- Extracted entries:
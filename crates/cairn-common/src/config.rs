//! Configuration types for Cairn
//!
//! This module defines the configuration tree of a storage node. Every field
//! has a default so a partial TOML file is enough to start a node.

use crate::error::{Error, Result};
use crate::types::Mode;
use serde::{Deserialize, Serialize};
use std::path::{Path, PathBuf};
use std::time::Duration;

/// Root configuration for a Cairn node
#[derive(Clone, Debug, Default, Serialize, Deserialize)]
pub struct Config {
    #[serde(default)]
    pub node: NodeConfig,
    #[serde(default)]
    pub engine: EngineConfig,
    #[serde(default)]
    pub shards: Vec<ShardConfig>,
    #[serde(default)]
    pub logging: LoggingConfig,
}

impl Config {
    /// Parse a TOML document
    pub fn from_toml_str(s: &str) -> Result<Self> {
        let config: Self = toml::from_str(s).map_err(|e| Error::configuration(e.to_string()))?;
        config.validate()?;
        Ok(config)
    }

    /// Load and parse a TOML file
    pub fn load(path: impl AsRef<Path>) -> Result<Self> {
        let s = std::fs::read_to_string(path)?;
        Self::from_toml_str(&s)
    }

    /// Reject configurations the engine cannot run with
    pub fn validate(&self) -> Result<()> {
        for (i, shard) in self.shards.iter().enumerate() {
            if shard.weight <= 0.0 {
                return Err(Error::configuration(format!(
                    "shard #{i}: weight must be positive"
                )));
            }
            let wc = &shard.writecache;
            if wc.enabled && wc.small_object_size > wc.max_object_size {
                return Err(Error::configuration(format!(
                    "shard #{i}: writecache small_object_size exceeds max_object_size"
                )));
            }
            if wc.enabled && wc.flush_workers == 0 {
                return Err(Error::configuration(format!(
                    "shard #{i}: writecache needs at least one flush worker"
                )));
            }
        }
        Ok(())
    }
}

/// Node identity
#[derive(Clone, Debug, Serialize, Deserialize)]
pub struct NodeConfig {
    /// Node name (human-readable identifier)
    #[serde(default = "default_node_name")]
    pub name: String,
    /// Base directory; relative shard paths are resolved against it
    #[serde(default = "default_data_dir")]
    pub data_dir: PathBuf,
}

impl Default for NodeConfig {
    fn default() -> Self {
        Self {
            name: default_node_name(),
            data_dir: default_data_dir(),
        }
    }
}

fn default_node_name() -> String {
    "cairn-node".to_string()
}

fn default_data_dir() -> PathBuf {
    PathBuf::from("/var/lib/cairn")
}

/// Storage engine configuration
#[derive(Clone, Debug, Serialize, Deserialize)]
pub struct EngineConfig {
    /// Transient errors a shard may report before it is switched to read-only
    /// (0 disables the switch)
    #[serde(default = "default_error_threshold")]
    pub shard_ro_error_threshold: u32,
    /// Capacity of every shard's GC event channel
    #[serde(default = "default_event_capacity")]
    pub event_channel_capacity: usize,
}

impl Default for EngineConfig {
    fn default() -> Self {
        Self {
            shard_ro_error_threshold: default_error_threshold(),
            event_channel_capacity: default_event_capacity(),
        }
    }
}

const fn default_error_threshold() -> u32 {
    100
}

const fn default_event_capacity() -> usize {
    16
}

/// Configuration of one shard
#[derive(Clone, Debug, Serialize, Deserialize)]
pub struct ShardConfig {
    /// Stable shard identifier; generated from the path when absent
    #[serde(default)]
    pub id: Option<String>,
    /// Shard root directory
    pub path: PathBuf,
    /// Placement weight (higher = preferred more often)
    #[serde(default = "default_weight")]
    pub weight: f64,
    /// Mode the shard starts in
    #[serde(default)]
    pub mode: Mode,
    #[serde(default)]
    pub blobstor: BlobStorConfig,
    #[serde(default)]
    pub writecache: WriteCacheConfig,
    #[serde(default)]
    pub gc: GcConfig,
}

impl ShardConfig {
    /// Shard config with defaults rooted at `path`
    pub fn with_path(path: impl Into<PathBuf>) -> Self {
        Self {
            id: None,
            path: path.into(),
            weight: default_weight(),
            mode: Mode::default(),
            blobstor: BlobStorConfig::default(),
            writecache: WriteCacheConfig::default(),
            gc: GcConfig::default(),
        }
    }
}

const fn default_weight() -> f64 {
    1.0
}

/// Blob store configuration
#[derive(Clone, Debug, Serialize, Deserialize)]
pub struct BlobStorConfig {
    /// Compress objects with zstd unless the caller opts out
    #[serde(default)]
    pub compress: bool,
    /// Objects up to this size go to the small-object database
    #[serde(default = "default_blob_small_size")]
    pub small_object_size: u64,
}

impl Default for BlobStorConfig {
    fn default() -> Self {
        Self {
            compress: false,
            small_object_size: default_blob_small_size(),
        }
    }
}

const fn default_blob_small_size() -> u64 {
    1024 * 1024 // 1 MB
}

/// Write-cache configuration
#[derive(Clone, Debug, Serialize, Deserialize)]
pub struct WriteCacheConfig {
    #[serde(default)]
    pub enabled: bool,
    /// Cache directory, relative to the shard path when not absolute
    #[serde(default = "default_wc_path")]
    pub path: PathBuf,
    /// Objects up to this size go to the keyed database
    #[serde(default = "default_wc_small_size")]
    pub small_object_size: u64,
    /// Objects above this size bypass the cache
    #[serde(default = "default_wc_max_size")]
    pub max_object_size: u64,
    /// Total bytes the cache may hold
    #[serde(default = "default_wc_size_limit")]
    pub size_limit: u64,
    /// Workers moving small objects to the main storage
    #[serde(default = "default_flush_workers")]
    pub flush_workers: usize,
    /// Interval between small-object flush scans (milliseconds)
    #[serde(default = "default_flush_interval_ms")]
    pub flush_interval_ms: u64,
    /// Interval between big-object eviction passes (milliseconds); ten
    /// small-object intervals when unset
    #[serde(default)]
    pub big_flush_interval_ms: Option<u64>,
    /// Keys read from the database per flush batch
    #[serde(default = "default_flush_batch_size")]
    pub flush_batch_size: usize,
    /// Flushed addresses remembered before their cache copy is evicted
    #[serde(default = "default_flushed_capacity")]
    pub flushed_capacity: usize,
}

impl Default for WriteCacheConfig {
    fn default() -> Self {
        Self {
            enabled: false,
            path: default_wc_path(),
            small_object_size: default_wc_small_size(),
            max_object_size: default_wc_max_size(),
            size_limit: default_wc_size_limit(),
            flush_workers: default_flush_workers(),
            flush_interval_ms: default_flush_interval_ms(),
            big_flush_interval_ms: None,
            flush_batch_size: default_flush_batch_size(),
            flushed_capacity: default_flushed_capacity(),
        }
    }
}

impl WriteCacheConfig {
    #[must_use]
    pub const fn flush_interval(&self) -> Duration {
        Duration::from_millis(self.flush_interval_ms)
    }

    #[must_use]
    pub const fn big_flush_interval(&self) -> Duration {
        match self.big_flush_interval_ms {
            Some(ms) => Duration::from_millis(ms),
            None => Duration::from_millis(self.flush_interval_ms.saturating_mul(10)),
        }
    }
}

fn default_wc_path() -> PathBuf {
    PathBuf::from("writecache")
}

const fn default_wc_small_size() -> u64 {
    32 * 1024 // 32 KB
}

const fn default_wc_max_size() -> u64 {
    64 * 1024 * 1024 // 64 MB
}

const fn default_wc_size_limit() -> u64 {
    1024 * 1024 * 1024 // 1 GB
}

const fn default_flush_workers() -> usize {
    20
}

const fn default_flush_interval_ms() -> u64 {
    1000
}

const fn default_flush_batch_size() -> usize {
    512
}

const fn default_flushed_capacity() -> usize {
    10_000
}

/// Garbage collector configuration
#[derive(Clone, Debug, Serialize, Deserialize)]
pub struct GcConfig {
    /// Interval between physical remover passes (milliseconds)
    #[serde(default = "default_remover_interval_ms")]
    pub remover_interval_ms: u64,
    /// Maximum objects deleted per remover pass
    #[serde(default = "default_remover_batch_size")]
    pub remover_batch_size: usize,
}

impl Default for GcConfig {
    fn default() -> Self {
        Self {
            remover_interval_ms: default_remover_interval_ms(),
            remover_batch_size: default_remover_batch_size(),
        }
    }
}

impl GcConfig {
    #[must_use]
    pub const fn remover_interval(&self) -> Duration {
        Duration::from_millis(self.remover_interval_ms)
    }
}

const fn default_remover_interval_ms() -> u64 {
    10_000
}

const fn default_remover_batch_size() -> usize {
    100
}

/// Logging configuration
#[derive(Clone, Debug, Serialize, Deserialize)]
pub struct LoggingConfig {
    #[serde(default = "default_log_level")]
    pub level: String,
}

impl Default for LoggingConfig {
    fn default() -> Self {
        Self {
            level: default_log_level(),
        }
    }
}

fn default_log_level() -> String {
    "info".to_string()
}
==
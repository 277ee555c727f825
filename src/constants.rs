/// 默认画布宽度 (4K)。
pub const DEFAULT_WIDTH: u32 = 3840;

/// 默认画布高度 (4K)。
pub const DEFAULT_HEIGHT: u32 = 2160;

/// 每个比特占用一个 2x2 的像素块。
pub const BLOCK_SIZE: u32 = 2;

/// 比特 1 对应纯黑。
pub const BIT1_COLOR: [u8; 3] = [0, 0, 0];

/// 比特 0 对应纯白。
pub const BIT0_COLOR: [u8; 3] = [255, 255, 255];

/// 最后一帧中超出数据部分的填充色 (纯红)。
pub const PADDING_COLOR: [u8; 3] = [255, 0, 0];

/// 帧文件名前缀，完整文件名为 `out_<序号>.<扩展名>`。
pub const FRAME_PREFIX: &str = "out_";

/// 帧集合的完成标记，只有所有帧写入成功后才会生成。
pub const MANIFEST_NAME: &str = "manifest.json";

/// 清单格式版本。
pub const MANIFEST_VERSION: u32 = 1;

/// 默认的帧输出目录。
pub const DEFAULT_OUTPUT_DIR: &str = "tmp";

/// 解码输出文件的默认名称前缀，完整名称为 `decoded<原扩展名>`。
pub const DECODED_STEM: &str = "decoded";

- How to complete this task:
The answer is each line in which the word "types" occurs, copied from the material above.

- Expected answer:
//! Configuration types for Cairn
use crate::types::Mode;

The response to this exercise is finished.